David Bowie fans, as well as fans of contemporary dance, have a lot to look forward to on Friday when Complexions Contemporary Ballet comes to Louisville. The company will perform two pieces at the Brown Theatre — the first, “Ballad Unto,” is a collection of abstract pas de duex examining love, and the second, “Star Dust,” is an ambitious work set to the music of the late David Bowie.
Insider spoke with Complexions’ artistic director Desmond Richardson about the two pieces and about the longevity of the company, which turns 25 next year.
“Star Dust” is the brain child of Complexions’ second artistic director and resident choreographer, Dwight Rhoden. Richardson recalled their first conversation on the subject.
“Dwight came to me and said: ‘Oh my god, I have this idea, I’ve been listening to David Bowie work,’ and I said, ‘Really?'”
“Star Dust” premiered after Bowie’s death, but work on the piece began prior to the iconic artist’s passing.
“We were hoping he would have an opportunity to come to the show, because we do know his wife, and we didn’t suspect he would not live to see it,” said Richardson.
The piece includes songs like “Heroes,” “Space Oddity,” “Lazarus” and “Changes.” The great breadth of music offered Rhoden lots of choices.
“The hardest thing was the catalog — trying to go through the catalog and go, ‘Well, which pieces of music will work within this 20-something minutes we have?,” Richardson said.
In addition to having more great musical material than they could ever possibly fit into a single evening, another challenge was fitting those songs together.
“The story is in each piece of music that’s being used, from ‘Heroes’ to ‘Lazarus,’ ” he explained. “And then what is the arc of that? The audience is going to go on a really lovely journey through it, and the dancers have a lot of fun doing the work for sure.”
A protean creator, Bowie is known for his many personas and metamorphoses over the years. Complexions’ “Star Dust” plays with those ideas and also explores the androgyny of Bowie.
“There are particular Bowies we’ve pulled out,” said Richardson. “There are male Bowies, there are women Bowies — he was unafraid to show both sides of himself.”
“Star Dust” explores androgyny in each dancer as well.
“We actually ask of the dancers to be open with that, to not close themselves off … you have to just be,” he said.
Complexions has taken this work all over the world. Richardson said audiences respond to the way the piece plays with normative gender values.
“They are loving the fact that the males are strong but vulnerable, and the women are vulnerable but strong. It speaks to everything that David Bowie was,” he added.
The evening’s other piece, “Ballad Unto,” is set to the music of a rock star from a different age — Johann Sebastian Bach. Richardson talked about various parts of the piece and how it presents different emotional states: “There’s togetherness and separate, and, you know, discord, then there’s not. So there is all these particular levels that are inside of it, but it’s a more abstract view of it.”
According to Richardson, that movement can powerfully portray love because of movement’s universality.

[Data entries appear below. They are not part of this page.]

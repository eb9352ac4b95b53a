pub mod paths;
pub mod shell;
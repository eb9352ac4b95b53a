//! Per-runtime plan traces for the built-in sample pipeline.

use pipewright::matrix::Runtime;
use pipewright::{config, defaults, pipeline};

fn sample_config() -> config::PipelineConfig {
    let dir = tempfile::tempdir().unwrap();
    let path = dir.path().join("pipeline.yml");
    std::fs::write(&path, defaults::sample_pipeline()).unwrap();
    config::load(&path).unwrap()
}

fn trace_for(runtime: &str) -> Vec<String> {
    let config = sample_config();
    let runtime = Runtime::parse(runtime).unwrap();
    pipeline::plan(&config, &runtime)
        .trace()
        .iter()
        .map(|step| step.command.clone())
        .collect()
}

#[test]
fn docs_steps_execute_for_the_gated_runtime() {
    let trace = trace_for("2.7");
    assert!(trace.iter().any(|c| c.contains("pip install sphinx")));
    assert!(trace.iter().any(|c| c.contains("make html")));
    assert!(trace.iter().any(|c| c.contains("coveralls")));
    assert!(trace.iter().any(|c| c.contains("update-gh-pages")));
}

#[test]
fn docs_steps_are_absent_from_the_other_runtime_trace() {
    let trace = trace_for("3.4");
    assert!(!trace.iter().any(|c| c.contains("sphinx")));
    assert!(!trace.iter().any(|c| c.contains("make html")));
    assert!(!trace.iter().any(|c| c.contains("update-gh-pages")));
    // The coverage upload itself runs for every runtime.
    assert!(trace.iter().any(|c| c == "coveralls"));
}

#[test]
fn core_dependency_steps_are_identical_across_runtimes() {
    let for_27 = trace_for("2.7");
    let for_34 = trace_for("3.4");

    let ungated: Vec<&String> = for_27
        .iter()
        .filter(|c| !c.contains("sphinx") && !c.contains("make html") && !c.contains("gh-pages"))
        .collect();
    for command in ungated {
        assert!(for_34.contains(command), "missing on 3.4: {}", command);
    }
}

#[test]
fn shm_workaround_leads_the_trace() {
    let trace = trace_for("2.7");
    assert!(trace[0].contains("/dev/shm"));
}

#[test]
fn coverage_run_is_scoped_to_the_package_namespace() {
    let trace = trace_for("3.4");
    assert!(trace
        .iter()
        .any(|c| c.contains("coverage run --source=pyasdf")));
}

#[test]
fn plans_are_idempotent_across_loads() {
    let first = sample_config();
    let second = sample_config();
    for runtime in ["2.7", "3.4"] {
        let rt = Runtime::parse(runtime).unwrap();
        let a = pipeline::plan(&first, &rt);
        let b = pipeline::plan(&second, &rt);
        assert_eq!(a.fingerprint, b.fingerprint);
        let a_cmds: Vec<_> = a.steps.iter().map(|s| &s.command).collect();
        let b_cmds: Vec<_> = b.steps.iter().map(|s| &s.command).collect();
        assert_eq!(a_cmds, b_cmds);
    }
}

#[test]
fn plan_exports_never_leak_secret_values() {
    let config = sample_config();
    let rt = Runtime::parse("2.7").unwrap();
    let plan = pipeline::plan(&config, &rt);
    let token_export = plan
        .exports
        .iter()
        .find(|line| line.contains("COVERALLS_REPO_TOKEN"))
        .unwrap();
    assert!(token_export.contains("********"));
}
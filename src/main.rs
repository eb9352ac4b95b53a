use clap::{Parser, Subcommand};

use commands::GlobalArgs;

mod commands;
mod output;
mod tty;

use commands::{config, init, plan, run, secret, validate};

const VERSION: &str = env!("CARGO_PKG_VERSION");

#[derive(Parser)]
#[command(name = "pipewright")]
#[command(version = VERSION)]
#[command(about = "Matrix-aware CI pipeline runner with disposable environments")]
struct Cli {
    #[command(subcommand)]
    command: Commands,
}

#[derive(Subcommand)]
enum Commands {
    /// Execute the pipeline across the runtime matrix
    Run(run::RunArgs),
    /// Show the resolved step trace without executing anything
    Plan(plan::PlanArgs),
    /// Validate the pipeline file
    Validate(validate::ValidateArgs),
    /// Write a sample pipeline.yml
    Init(init::InitArgs),
    /// Show the resolved configuration
    Config(config::ConfigArgs),
    /// Manage keychain-backed secrets
    Secret(secret::SecretArgs),
}

fn main() -> std::process::ExitCode {
    let cli = Cli::parse();
    let global = GlobalArgs {};

    let (json_result, exit_code) = commands::run_json(cli.command, &global);
    let _ = output::print_json_result(json_result);

    std::process::ExitCode::from(exit_code_to_u8(exit_code))
}

fn exit_code_to_u8(code: i32) -> u8 {
    if code <= 0 {
        0
    } else if code >= 255 {
        255
    } else {
        code as u8
    }
}
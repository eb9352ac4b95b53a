pub type CmdResult<T> = pipewright::Result<(T, i32)>;

pub(crate) struct GlobalArgs {}

pub mod config;
pub mod init;
pub mod plan;
pub mod run;
pub mod secret;
pub mod validate;

/// Dispatch a command to its handler and map result to JSON.
macro_rules! dispatch {
    ($args:expr, $module:ident) => {
        crate::output::map_cmd_result_to_json($module::run_json($args))
    };
    ($args:expr, $global:expr, $module:ident) => {
        crate::output::map_cmd_result_to_json($module::run($args, $global))
    };
}

pub(crate) fn run_json(
    command: crate::Commands,
    global: &GlobalArgs,
) -> (pipewright::Result<serde_json::Value>, i32) {
    crate::tty::status("pipewright is working...");

    match command {
        // Commands without global context
        crate::Commands::Init(args) => dispatch!(args, init),

        // Commands with global context
        crate::Commands::Run(args) => dispatch!(args, global, run),
        crate::Commands::Plan(args) => dispatch!(args, global, plan),
        crate::Commands::Validate(args) => dispatch!(args, global, validate),
        crate::Commands::Config(args) => dispatch!(args, global, config),
        crate::Commands::Secret(args) => dispatch!(args, global, secret),
    }
}
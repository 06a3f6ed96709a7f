use std::path::PathBuf;

use clap::{ArgGroup, Parser};

#[derive(Parser, Debug, Clone, Default)]
#[command(name = "sweep", about = "Benchmark sweep over grid size x worker count with speedup charts", version)]
#[command(group(ArgGroup::new("output_mode").args(["json", "dry_run"]).multiple(false)))]
pub struct Cli {
    /// Read settings from this rc file instead of the default location.
    #[arg(long, value_name = "PATH")]
    pub config: Option<PathBuf>,

    /// Number of generations each simulation runs.
    #[arg(long)]
    pub generations: Option<u32>,

    /// Grid sizes to sweep, comma separated (e.g. 10,15,1000).
    #[arg(long, value_name = "LIST")]
    pub sizes: Option<String>,

    /// Worker counts to sweep in ascending order, comma separated (e.g. 4,8,16).
    #[arg(long, value_name = "LIST")]
    pub workers: Option<String>,

    /// Simulation executable.
    #[arg(long)]
    pub executable: Option<PathBuf>,

    /// Command prefix placed before the rank count (e.g. "mpiexec -n").
    ///
    /// Pass an empty string to run the executable directly with the rank
    /// count as its first argument.
    #[arg(long)]
    pub launcher: Option<String>,

    /// Directory holding `<base><size>.txt` input grids.
    #[arg(long = "input-dir")]
    pub input_dir: Option<PathBuf>,

    /// Directory the executable writes its timing artifacts under.
    #[arg(long = "output-dir")]
    pub output_dir: Option<PathBuf>,

    /// File name prefix shared by inputs and outputs.
    #[arg(long = "base-name")]
    pub base_name: Option<String>,

    /// Skip the interactive chart after the sweep.
    #[arg(long = "no-plot")]
    pub no_plot: bool,

    /// Print the aggregated measurements as JSON.
    #[arg(long)]
    pub json: bool,

    /// Discard the executable's stdout/stderr.
    #[arg(long = "quiet-runs")]
    pub quiet_runs: bool,

    /// Delete a run's artifacts before launching it so stale files from an
    /// earlier worker count can never be read.
    #[arg(long = "clear-artifacts")]
    pub clear_artifacts: bool,

    /// Print every command line of the sweep and exit without running.
    #[arg(long = "dry-run")]
    pub dry_run: bool,

    /// Increase log verbosity (-v info, -vv debug).
    #[arg(short = 'v', long = "verbose", action = clap::ArgAction::Count)]
    pub verbose: u8,
}

impl Cli {
    pub fn parse() -> Self {
        <Self as Parser>::parse()
    }
}
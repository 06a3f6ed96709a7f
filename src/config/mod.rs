use std::{
    collections::HashMap,
    env,
    fs,
    path::{Path, PathBuf},
};

use directories::BaseDirs;

use crate::{
    cli::Cli,
    error::{Result, SweepError},
    process::Launcher,
    run::ArtifactLayout,
    scheduler::BatchScheduler,
};

#[derive(Debug, Clone)]
pub struct Config {
    inner: HashMap<String, String>,
    pub config_path: PathBuf,
}

impl Config {
    /// Defaults, overlaid with the default rc file if present, overlaid with `SWEEP_*` env vars.
    pub fn load() -> Self {
        let path = default_config_path();
        let text = fs::read_to_string(&path).unwrap_or_default();
        Self::from_rc_text(&text, &path).with_env()
    }

    /// Like [`Config::load`] but for an explicitly named rc file, which must be readable.
    pub fn load_from(path: &Path) -> Result<Self> {
        let text = fs::read_to_string(path).map_err(|e| {
            SweepError::Config(format!("cannot read config file {}: {e}", path.display()))
        })?;
        Ok(Self::from_rc_text(&text, path).with_env())
    }

    // Environment variables take precedence
    fn with_env(mut self) -> Self {
        for (k, v) in env::vars() {
            if is_config_key(&k) {
                self.inner.insert(k, v);
            }
        }
        self
    }

    /// Defaults overlaid with `KEY=VALUE` lines; `#` starts a comment line.
    pub fn from_rc_text(text: &str, path: &Path) -> Self {
        let mut map = default_map();
        for line in text.lines() {
            let line = line.trim();
            if line.is_empty() || line.starts_with('#') {
                continue;
            }
            if let Some((k, v)) = line.split_once('=') {
                map.insert(k.trim().to_string(), v.trim().to_string());
            }
        }
        Self { inner: map, config_path: path.to_path_buf() }
    }

    pub fn get(&self, key: &str) -> Option<String> {
        self.inner.get(key).cloned()
    }

    pub fn get_bool(&self, key: &str) -> bool {
        self.get(key)
            .map(|v| v.eq_ignore_ascii_case("true"))
            .unwrap_or(false)
    }

    pub fn get_u32(&self, key: &str) -> Result<u32> {
        let raw = self.get(key).unwrap_or_default();
        raw.trim()
            .parse::<u32>()
            .map_err(|_| SweepError::Config(format!("{key}: expected a positive integer, got {raw:?}")))
    }

    pub fn get_list(&self, key: &str) -> Result<Vec<u32>> {
        parse_list(key, &self.get(key).unwrap_or_default())
    }

    pub fn get_path(&self, key: &str) -> Option<PathBuf> {
        self.get(key).map(PathBuf::from)
    }
}

fn is_config_key(k: &str) -> bool {
    k.starts_with("SWEEP_")
}

fn default_config_path() -> PathBuf {
    let base = BaseDirs::new()
        .map(|b| b.config_dir().to_path_buf())
        .unwrap_or_else(|| PathBuf::from("~/.config"));
    base.join("speedup_sweep").join(".sweeprc")
}

fn default_map() -> HashMap<String, String> {
    let mut m = HashMap::new();

    // Sweep
    m.insert("SWEEP_GENERATIONS".into(), "100".into());
    m.insert("SWEEP_SIZES".into(), "10,15,1000,2000,3000,5000".into());
    m.insert("SWEEP_WORKERS".into(), "4,8,12,16,20,24,28,32,64,128".into());

    // Executable
    m.insert("SWEEP_EXECUTABLE".into(), "life_mpi".into());
    m.insert("SWEEP_LAUNCHER".into(), "mpiexec -n".into());

    // Paths
    m.insert("SWEEP_INPUT_DIR".into(), "inputs".into());
    m.insert("SWEEP_OUTPUT_DIR".into(), "outputs".into());
    m.insert("SWEEP_BASE_NAME".into(), "bacteria".into());

    // Bools as strings
    m.insert("SWEEP_PLOT".into(), "true".into());
    m.insert("SWEEP_QUIET_RUNS".into(), "false".into());
    m.insert("SWEEP_CLEAR_ARTIFACTS".into(), "false".into());

    m
}

/// Comma separated positive integers.
pub fn parse_list(key: &str, raw: &str) -> Result<Vec<u32>> {
    raw.split(',')
        .map(str::trim)
        .map(|s| {
            if s.is_empty() {
                return Err(SweepError::Config(format!("{key}: empty entry in {raw:?}")));
            }
            s.parse::<u32>()
                .map_err(|_| SweepError::Config(format!("{key}: {s:?} is not a positive integer")))
        })
        .collect()
}

/// Fully resolved, validated sweep settings.
#[derive(Debug, Clone, PartialEq)]
pub struct SweepSettings {
    pub generations: u32,
    pub sizes: Vec<u32>,
    pub workers: Vec<u32>,
    pub executable: PathBuf,
    pub launcher: Vec<String>,
    pub layout: ArtifactLayout,
    pub plot: bool,
    pub quiet_runs: bool,
    pub clear_artifacts: bool,
}

impl SweepSettings {
    /// CLI flags override config values.
    pub fn resolve(cfg: &Config, cli: &Cli) -> Result<Self> {
        let generations = match cli.generations {
            Some(g) => g,
            None => cfg.get_u32("SWEEP_GENERATIONS")?,
        };
        let sizes = match &cli.sizes {
            Some(raw) => parse_list("--sizes", raw)?,
            None => cfg.get_list("SWEEP_SIZES")?,
        };
        let workers = match &cli.workers {
            Some(raw) => parse_list("--workers", raw)?,
            None => cfg.get_list("SWEEP_WORKERS")?,
        };
        let executable = cli
            .executable
            .clone()
            .or_else(|| cfg.get_path("SWEEP_EXECUTABLE"))
            .unwrap_or_default();
        let launcher = cli
            .launcher
            .clone()
            .or_else(|| cfg.get("SWEEP_LAUNCHER"))
            .unwrap_or_default()
            .split_whitespace()
            .map(str::to_string)
            .collect();
        let layout = ArtifactLayout::new(
            cli.input_dir.clone().or_else(|| cfg.get_path("SWEEP_INPUT_DIR")).unwrap_or_default(),
            cli.output_dir.clone().or_else(|| cfg.get_path("SWEEP_OUTPUT_DIR")).unwrap_or_default(),
            cli.base_name.clone().or_else(|| cfg.get("SWEEP_BASE_NAME")).unwrap_or_default(),
        );

        let settings = Self {
            generations,
            sizes,
            workers,
            executable,
            launcher,
            layout,
            plot: !cli.no_plot && cfg.get_bool("SWEEP_PLOT"),
            quiet_runs: cli.quiet_runs || cfg.get_bool("SWEEP_QUIET_RUNS"),
            clear_artifacts: cli.clear_artifacts || cfg.get_bool("SWEEP_CLEAR_ARTIFACTS"),
        };
        settings.validate()?;
        Ok(settings)
    }

    pub fn validate(&self) -> Result<()> {
        if self.generations == 0 {
            return Err(SweepError::Config("generation count must be positive".into()));
        }
        check_levels("grid sizes", &self.sizes)?;
        check_levels("worker counts", &self.workers)?;
        if self.workers.windows(2).any(|w| w[0] >= w[1]) {
            return Err(SweepError::Config(format!(
                "worker counts must be strictly ascending, got {:?}",
                self.workers
            )));
        }
        if self.executable.as_os_str().is_empty() {
            return Err(SweepError::Config("no executable configured".into()));
        }
        Ok(())
    }

    pub fn scheduler(&self) -> BatchScheduler {
        let launcher = Launcher {
            launcher: self.launcher.clone(),
            executable: self.executable.clone(),
            generations: self.generations,
            layout: self.layout.clone(),
            quiet: self.quiet_runs,
            stdout_to_stderr: false,
        };
        let mut scheduler = BatchScheduler::new(launcher, self.sizes.clone(), self.workers.clone());
        scheduler.clear_artifacts = self.clear_artifacts;
        scheduler
    }
}

fn check_levels(what: &str, levels: &[u32]) -> Result<()> {
    if levels.is_empty() {
        return Err(SweepError::Config(format!("no {what} configured")));
    }
    if levels.contains(&0) {
        return Err(SweepError::Config(format!("{what} must be positive, got {levels:?}")));
    }
    let mut seen = levels.to_vec();
    seen.sort_unstable();
    seen.dedup();
    if seen.len() != levels.len() {
        return Err(SweepError::Config(format!("duplicate {what} in {levels:?}")));
    }
    Ok(())
}

#[cfg(test)]
mod tests {
    use super::*;

    fn cfg(text: &str) -> Config {
        Config::from_rc_text(text, Path::new(".sweeprc"))
    }

    #[test]
    fn defaults_match_the_full_sweep() {
        let s = SweepSettings::resolve(&cfg(""), &Cli::default()).unwrap();
        assert_eq!(s.generations, 100);
        assert_eq!(s.sizes, vec![10, 15, 1000, 2000, 3000, 5000]);
        assert_eq!(s.workers, vec![4, 8, 12, 16, 20, 24, 28, 32, 64, 128]);
        assert_eq!(s.launcher, vec!["mpiexec", "-n"]);
        assert_eq!(s.layout, ArtifactLayout::default());
        assert!(s.plot);
        assert!(!s.clear_artifacts);
    }

    #[test]
    fn rc_file_then_cli_override() {
        let c = cfg("# local run\nSWEEP_SIZES = 10, 15\nSWEEP_WORKERS=4,8\nSWEEP_PLOT=false\n");
        let cli = Cli {
            workers: Some("2,4,6".into()),
            launcher: Some(String::new()),
            ..Cli::default()
        };
        let s = SweepSettings::resolve(&c, &cli).unwrap();
        assert_eq!(s.sizes, vec![10, 15]);
        assert_eq!(s.workers, vec![2, 4, 6]);
        assert!(s.launcher.is_empty());
        assert!(!s.plot);
    }

    #[test]
    fn explicit_config_file_must_exist() {
        let dir = tempfile::TempDir::new().unwrap();
        let missing = dir.path().join("nope.sweeprc");
        let err = Config::load_from(&missing).unwrap_err();
        assert!(matches!(err, SweepError::Config(ref msg) if msg.contains("nope.sweeprc")), "{err}");

        // A directory is not a readable rc file either.
        assert!(matches!(Config::load_from(dir.path()), Err(SweepError::Config(_))));
    }

    #[test]
    fn explicit_config_file_is_read() {
        let dir = tempfile::TempDir::new().unwrap();
        let path = dir.path().join(".sweeprc");
        fs::write(&path, "SWEEP_GENERATIONS=250\n").unwrap();
        let cfg = Config::load_from(&path).unwrap();
        assert_eq!(cfg.config_path, path);
        assert_eq!(cfg.get_u32("SWEEP_GENERATIONS").unwrap(), 250);
    }

    #[test]
    fn list_entries_must_not_be_empty() {
        for raw in ["10,,15", "10,15,", ",10", "", " , "] {
            assert!(matches!(parse_list("--sizes", raw), Err(SweepError::Config(_))), "{raw:?}");
        }
        assert_eq!(parse_list("--sizes", " 10, 15 ").unwrap(), vec![10, 15]);
    }

    #[test]
    fn rejects_bad_levels() {
        for text in [
            "SWEEP_WORKERS=8,4",
            "SWEEP_WORKERS=4,4",
            "SWEEP_SIZES=",
            "SWEEP_SIZES=10,0",
            "SWEEP_SIZES=10,abc",
            "SWEEP_SIZES=10,,15",
            "SWEEP_GENERATIONS=0",
            "SWEEP_EXECUTABLE=",
        ] {
            let err = SweepSettings::resolve(&cfg(text), &Cli::default()).unwrap_err();
            assert!(matches!(err, SweepError::Config(_)), "{text}: {err}");
        }
    }
}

“The dancers understand the imagery we’re going for and how to evoke that through the movement, so when they touch each other, when they look at each other, all of those things convey the particular emotion Dwight is going for,” he said.
Richardson points to those same dancers when he talks about the company’s longevity.
“We always look to stay current, and the way to do that is engage the younger dancers,” he said. “And they keep you fresh, for sure, because they are looking for new things and new things to do.”
The other key is to keep accepting new influences.
“Staying open vessels is the key,” said Richardson. “Listening to music, living, getting out there, seeing other people’s art, other people’s dance, other people’s music, listening to the current events of the day.”
Though he looks to current events, Richardson said this year the company is letting its message speak for itself rather than looking to be overtly political.
“We always like to think of the world as diverse and inclusive, and that’s the world we want to live in. If we can show that part to all those who in come in contact with us, then we’re that much richer for that.”
Complexions Contemporary Ballet comes to town Friday, Oct. 13, at the Brown Theatre, 315 W. Broadway. The show begins at 8 p.m., and tickets start at $20.